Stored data
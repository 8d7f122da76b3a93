//! Error types for the gengraph core library.
//!
//! Defines the error enum exposed by the public API, its stable error codes,
//! and a convenient result alias.

use std::{fmt, io, num::ParseIntError};

use thiserror::Error;

macro_rules! define_error_codes {
    (
        $(#[$enum_meta:meta])*
        enum $CodeTy:ident for $ErrTy:ident {
            $(
                $(#[$variant_meta:meta])*
                $CodeVariant:ident => $ErrVariant:ident $( { $($pattern:tt)* } )? => $code:expr
            ),+ $(,)?
        }
    ) => {
        $(#[$enum_meta])*
        #[derive(Clone, Copy, Debug, Eq, Hash, PartialEq)]
        #[non_exhaustive]
        pub enum $CodeTy {
            $(
                $(#[$variant_meta])*
                $CodeVariant,
            )+
        }

        impl $CodeTy {
            /// Return the stable machine-readable representation of this error code.
            #[must_use]
            pub const fn as_str(self) -> &'static str {
                match self {
                    $(Self::$CodeVariant => $code,)+
                }
            }
        }

        impl fmt::Display for $CodeTy {
            fn fmt(&self, f: &mut fmt::Formatter<'_>) -> fmt::Result {
                f.write_str(self.as_str())
            }
        }

        impl $ErrTy {
            #[doc = concat!(
                "Retrieve the stable [`",
                stringify!($CodeTy),
                "`] for this error."
            )]
            #[must_use]
            pub const fn code(&self) -> $CodeTy {
                match self {
                    $(Self::$ErrVariant $( { $($pattern)* } )? => $CodeTy::$CodeVariant,)+
                }
            }
        }
    };
}

/// Error type produced while parsing generator input or writing a listing.
#[non_exhaustive]
#[derive(Debug, Error)]
pub enum GraphGenError {
    /// The vertex count was not a non-negative integer.
    #[error("vertex count `{raw}` is not a non-negative integer")]
    InvalidVertexCount {
        /// Text supplied by the caller.
        raw: String,
        /// Underlying integer parse failure.
        #[source]
        source: ParseIntError,
    },
    /// Writing a record to the output sink failed.
    #[error("failed to write graph listing")]
    Write {
        /// Error raised by the writer.
        #[source]
        source: io::Error,
    },
}

define_error_codes! {
    /// Stable codes describing [`GraphGenError`] variants.
    enum GraphGenErrorCode for GraphGenError {
        /// The vertex count was not a non-negative integer.
        InvalidVertexCount => InvalidVertexCount { .. } => "GENGRAPH_INVALID_VERTEX_COUNT",
        /// Writing a record to the output sink failed.
        WriteFailed => Write { .. } => "GENGRAPH_WRITE_FAILED",
    }
}

/// Convenient result alias for gengraph operations.
pub type Result<T> = core::result::Result<T, GraphGenError>;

> [What you are asked to do]:
Find the lines above that include the string "record" and copy them.

> [Written reply]:
    /// Writing a record to the output sink failed.
        /// Writing a record to the output sink failed.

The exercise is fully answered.